- Born: January 17, 1926 Fort Smith, Arkansas, U.S.
- Died: April 11, 1990 (aged 64) Pensacola, Florida, U.S.
- Education: Pomona College
- Occupations: Writer, educator
- Writing career
- Pen name: Adobe James

= James Moss Cardwell =

James Moss Cardwell (January 17, 1926 – April 11, 1990), (Note: Most sources support the 1926 birth year, although some library records state 1929.) who used the pen name Adobe James, was an American writer and educator.

He is best known for his horror stories, such as The Ohio Love Sculpture and The Road to Mictlantecutli, which appeared in anthologies edited by Alfred Hitchcock, Herbert van Thal, and others. He also wrote short stories and articles for men's magazines.

==Career==
Cardwell was a president of California's Monterey Peninsula College, and a long-standing member of the Diogenes Club, a Sherlock Holmes appreciation society.
His unproduced musical play "Mrs. Hudson? Mrs. Hudson!!", a Sherlockian pastiche, was published posthumously in 2000, with illustrations by Jean-Pierre Cagnat.
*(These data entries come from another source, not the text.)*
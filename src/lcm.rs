//! Decoding of LCM payloads into [`GenericMessage`]s.
//!
//! LCM is a fixed-layout, big-endian wire format without field tags: a
//! message body is an 8-byte type fingerprint (ignored here) followed by the
//! fields in schema declaration order. Because [`Visitable::accept`] drives a
//! visitor through the fields in exactly that order, the decoder is a plain
//! [`Visitor`] that consumes the buffer positionally, using the bound
//! [`MetaMessage`] as its script.

use log::debug;

use crate::generic::GenericMessage;
use crate::meta::MetaMessage;
use crate::parser::{self, ParseError};
use crate::proto::ProtoDecoder;
use crate::visitor::{Visitable, Visitor};

/// Magic bytes introducing an LCM datagram on the wire (`LC02`).
const LCM_MAGIC: [u8; 4] = [0x4C, 0x43, 0x30, 0x32];

/// Size of the type fingerprint preceding a message body.
const LCM_HASH_SIZE: usize = 8;

/// Translates LCM datagrams into [`GenericMessage`]s using a runtime-parsed
/// message specification.
#[derive(Debug, Default)]
pub struct LcmToGenericMessage {
    corpus: Vec<MetaMessage>,
}

impl LcmToGenericMessage {
    pub fn new() -> LcmToGenericMessage {
        LcmToGenericMessage::default()
    }

    /// Installs the message specification used to resolve channel names.
    /// Returns the number of parsed message types.
    pub fn set_message_specification(&mut self, spec: &str) -> Result<usize, ParseError> {
        let (messages, result) = parser::parse(spec);
        result?;
        self.corpus = messages;
        Ok(self.corpus.len())
    }

    /// Decodes one LCM datagram: magic, `u32` sequence number, NUL-terminated
    /// channel name, then the message body.
    ///
    /// The channel name selects the message type, matched against the short
    /// or long name of the parsed specifications. Returns `None` for
    /// malformed datagrams or unknown channels.
    pub fn get_generic_message(&self, data: &[u8]) -> Option<GenericMessage> {
        if data.len() < LCM_MAGIC.len() + 4 || data[..4] != LCM_MAGIC {
            return None;
        }
        let rest = &data[LCM_MAGIC.len() + 4..];
        let nul = rest.iter().position(|&b| b == 0)?;
        let channel = std::str::from_utf8(&rest[..nul]).ok()?;
        let body = &rest[nul + 1..];

        let meta = self
            .corpus
            .iter()
            .find(|m| m.short_name() == channel || m.name == channel)?;
        decode_lcm_body(meta, &self.corpus, body)
    }
}

/// Decodes a bare LCM message body (fingerprint plus fields) against a known
/// schema.
pub fn decode_lcm_body(
    meta: &MetaMessage,
    corpus: &[MetaMessage],
    body: &[u8],
) -> Option<GenericMessage> {
    if body.len() < LCM_HASH_SIZE {
        return None;
    }

    // Seed shape and defaults, then let the positional decoder overwrite.
    let mut message = GenericMessage::new();
    message.set_meta_message(meta, corpus, &ProtoDecoder::new());

    let mut decoder = LcmDecoder::new(&body[LCM_HASH_SIZE..]);
    message.accept(&mut decoder);
    if decoder.truncated {
        debug!("truncated LCM payload for '{}'", meta.name);
        return None;
    }
    Some(message)
}

/// A visitor consuming an LCM body front to back.
///
/// Nested messages are inlined without their own fingerprint, so
/// `visit_message` simply recurses on the same buffer.
struct LcmDecoder<'a> {
    buf: &'a [u8],
    truncated: bool,
}

impl<'a> LcmDecoder<'a> {
    fn new(buf: &'a [u8]) -> LcmDecoder<'a> {
        LcmDecoder {
            buf,
            truncated: false,
        }
    }

    fn take(&mut self, len: usize) -> Option<&'a [u8]> {
        if self.buf.len() < len {
            self.truncated = true;
            self.buf = &[];
            return None;
        }
        let (head, tail) = self.buf.split_at(len);
        self.buf = tail;
        Some(head)
    }

    fn take_array<const N: usize>(&mut self) -> Option<[u8; N]> {
        self.take(N).and_then(|bytes| bytes.try_into().ok())
    }

    /// Reads the `i32` length prefix of a string or byte field.
    fn take_len(&mut self) -> Option<usize> {
        let len = i32::from_be_bytes(self.take_array()?);
        if len < 0 {
            self.truncated = true;
            self.buf = &[];
            return None;
        }
        Some(len as usize)
    }
}

impl Visitor for LcmDecoder<'_> {
    fn visit_bool(&mut self, _tag: u32, _name: &str, value: &mut bool, _default: bool) {
        if let Some(bytes) = self.take(1) {
            *value = bytes[0] != 0;
        }
    }

    fn visit_char(&mut self, _tag: u32, _name: &str, value: &mut char, _default: char) {
        if let Some(bytes) = self.take(1) {
            *value = bytes[0] as char;
        }
    }

    fn visit_u8(&mut self, _tag: u32, _name: &str, value: &mut u8, _default: u8) {
        if let Some(bytes) = self.take(1) {
            *value = bytes[0];
        }
    }

    fn visit_i8(&mut self, _tag: u32, _name: &str, value: &mut i8, _default: i8) {
        if let Some(bytes) = self.take(1) {
            *value = bytes[0] as i8;
        }
    }

    fn visit_u16(&mut self, _tag: u32, _name: &str, value: &mut u16, _default: u16) {
        if let Some(bytes) = self.take_array() {
            *value = u16::from_be_bytes(bytes);
        }
    }

    fn visit_i16(&mut self, _tag: u32, _name: &str, value: &mut i16, _default: i16) {
        if let Some(bytes) = self.take_array() {
            *value = i16::from_be_bytes(bytes);
        }
    }

    fn visit_u32(&mut self, _tag: u32, _name: &str, value: &mut u32, _default: u32) {
        if let Some(bytes) = self.take_array() {
            *value = u32::from_be_bytes(bytes);
        }
    }

    fn visit_i32(&mut self, _tag: u32, _name: &str, value: &mut i32, _default: i32) {
        if let Some(bytes) = self.take_array() {
            *value = i32::from_be_bytes(bytes);
        }
    }

    fn visit_u64(&mut self, _tag: u32, _name: &str, value: &mut u64, _default: u64) {
        if let Some(bytes) = self.take_array() {
            *value = u64::from_be_bytes(bytes);
        }
    }

    fn visit_i64(&mut self, _tag: u32, _name: &str, value: &mut i64, _default: i64) {
        if let Some(bytes) = self.take_array() {
            *value = i64::from_be_bytes(bytes);
        }
    }

    fn visit_f32(&mut self, _tag: u32, _name: &str, value: &mut f32, _default: f32) {
        if let Some(bytes) = self.take_array() {
            *value = f32::from_be_bytes(bytes);
        }
    }

    fn visit_f64(&mut self, _tag: u32, _name: &str, value: &mut f64, _default: f64) {
        if let Some(bytes) = self.take_array() {
            *value = f64::from_be_bytes(bytes);
        }
    }

    fn visit_string(&mut self, _tag: u32, _name: &str, value: &mut String, _default: &str) {
        // The length includes the trailing NUL.
        if let Some(len) = self.take_len() {
            if let Some(bytes) = self.take(len) {
                let text = bytes.strip_suffix(&[0u8]).unwrap_or(bytes);
                *value = String::from_utf8_lossy(text).into_owned();
            }
        }
    }

    fn visit_bytes(&mut self, _tag: u32, _name: &str, value: &mut Vec<u8>, _default: &[u8]) {
        if let Some(len) = self.take_len() {
            if let Some(bytes) = self.take(len) {
                *value = bytes.to_vec();
            }
        }
    }

    fn visit_message(&mut self, _tag: u32, _name: &str, value: &mut dyn Visitable) {
        value.accept(self);
    }
}

#[cfg(test)]
mod test {
    use super::*;
    use crate::generic::Value;

    const SPEC: &str = "
message test.Position [id = 1] {
    int32 x [id = 1];
    int32 y [id = 2];
}
message test.Status [id = 2] {
    bool armed [id = 1];
    int16 level [id = 2];
    float speed [id = 3];
    string label [id = 4];
    test.Position position [id = 5];
}
";

    fn body() -> Vec<u8> {
        let mut body = vec![0u8; LCM_HASH_SIZE];
        body.push(1); // armed
        body.extend_from_slice(&(-7i16).to_be_bytes());
        body.extend_from_slice(&2.5f32.to_be_bytes());
        body.extend_from_slice(&3i32.to_be_bytes()); // "hi" + NUL
        body.extend_from_slice(b"hi\0");
        body.extend_from_slice(&11i32.to_be_bytes()); // nested x
        body.extend_from_slice(&(-13i32).to_be_bytes()); // nested y
        body
    }

    fn corpus() -> Vec<MetaMessage> {
        let (messages, result) = parser::parse(SPEC);
        assert_eq!(result, Ok(()));
        messages
    }

    #[test]
    fn decode_body_positionally() {
        let corpus = corpus();
        let message = decode_lcm_body(&corpus[1], &corpus, &body()).unwrap();

        assert_eq!(message.value(1), Some(&Value::Bool(true)));
        assert_eq!(message.value(2), Some(&Value::Int16(-7)));
        assert_eq!(message.value(3), Some(&Value::Float(2.5)));
        assert_eq!(message.value(4), Some(&Value::String("hi".into())));
        match message.value(5) {
            Some(Value::Message(nested)) => {
                assert_eq!(nested.value(1), Some(&Value::Int32(11)));
                assert_eq!(nested.value(2), Some(&Value::Int32(-13)));
            }
            other => panic!("expected nested message, got {:?}", other),
        }
    }

    #[test]
    fn decode_datagram_with_channel_header() {
        let mut datagram = LCM_MAGIC.to_vec();
        datagram.extend_from_slice(&7u32.to_be_bytes());
        datagram.extend_from_slice(b"Status\0");
        datagram.extend_from_slice(&body());

        let mut bridge = LcmToGenericMessage::new();
        assert_eq!(bridge.set_message_specification(SPEC).unwrap(), 2);

        let message = bridge.get_generic_message(&datagram).unwrap();
        assert_eq!(message.meta_message().name, "test.Status");
        assert_eq!(message.value(2), Some(&Value::Int16(-7)));
    }

    #[test]
    fn unknown_channel_is_rejected() {
        let mut datagram = LCM_MAGIC.to_vec();
        datagram.extend_from_slice(&0u32.to_be_bytes());
        datagram.extend_from_slice(b"Nope\0");
        datagram.extend_from_slice(&body());

        let mut bridge = LcmToGenericMessage::new();
        bridge.set_message_specification(SPEC).unwrap();
        assert!(bridge.get_generic_message(&datagram).is_none());
    }

    #[test]
    fn truncated_body_is_rejected() {
        let corpus = corpus();
        let body = body();
        assert!(decode_lcm_body(&corpus[1], &corpus, &body[..body.len() - 2]).is_none());
    }

    #[test]
    fn bad_magic_is_rejected() {
        let bridge = LcmToGenericMessage::new();
        assert!(bridge.get_generic_message(b"XXXX\0\0\0\0chan\0").is_none());
    }
}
Cardwell was survived by his third wife, Julie.

==Selected bibliography==

===Short stories===
As Adobe James:

- The Ohio Love Sculpture (1963)
- I'll Love You – Always (1964)
- The Revenge (1964)
- Puppetmaster (1965)
- The Road to Mictlantecutli (1965)
- Tomorrow and ... Tomorrow (1967)
- An Apparition at Noon (1968)
- The Spelling Bee (1989)

According to one source Cardwell used another pseudonym, James McArdwell, to write The Green Umbilical Cord (1968).

===Play===
- "Mrs. Hudson? ... Mrs. Hudson!!" (2000) (published posthumously as James Moss Cardwell) ISBN 978-1552462072

==Influences==
Cardwell's editor, Michael Kean, has discussed similarities between Cardwell's 1967 story "Tomorrow and Tomorrow" and Michael Winner's 1974 film Death Wish. Cardwell's 1964 story "The Revenge" closely resembles a 1947 story, "Revenge" – attributed to an otherwise unknown writer, Samuel Blas – which was twice adapted for television's Alfred Hitchcock Presents (in 1955 and 1985), and was also used as a plot in a number of horror comics. However, as Cardwell is not credited for these adaptations, it remains unclear whether these similarities are coincidental.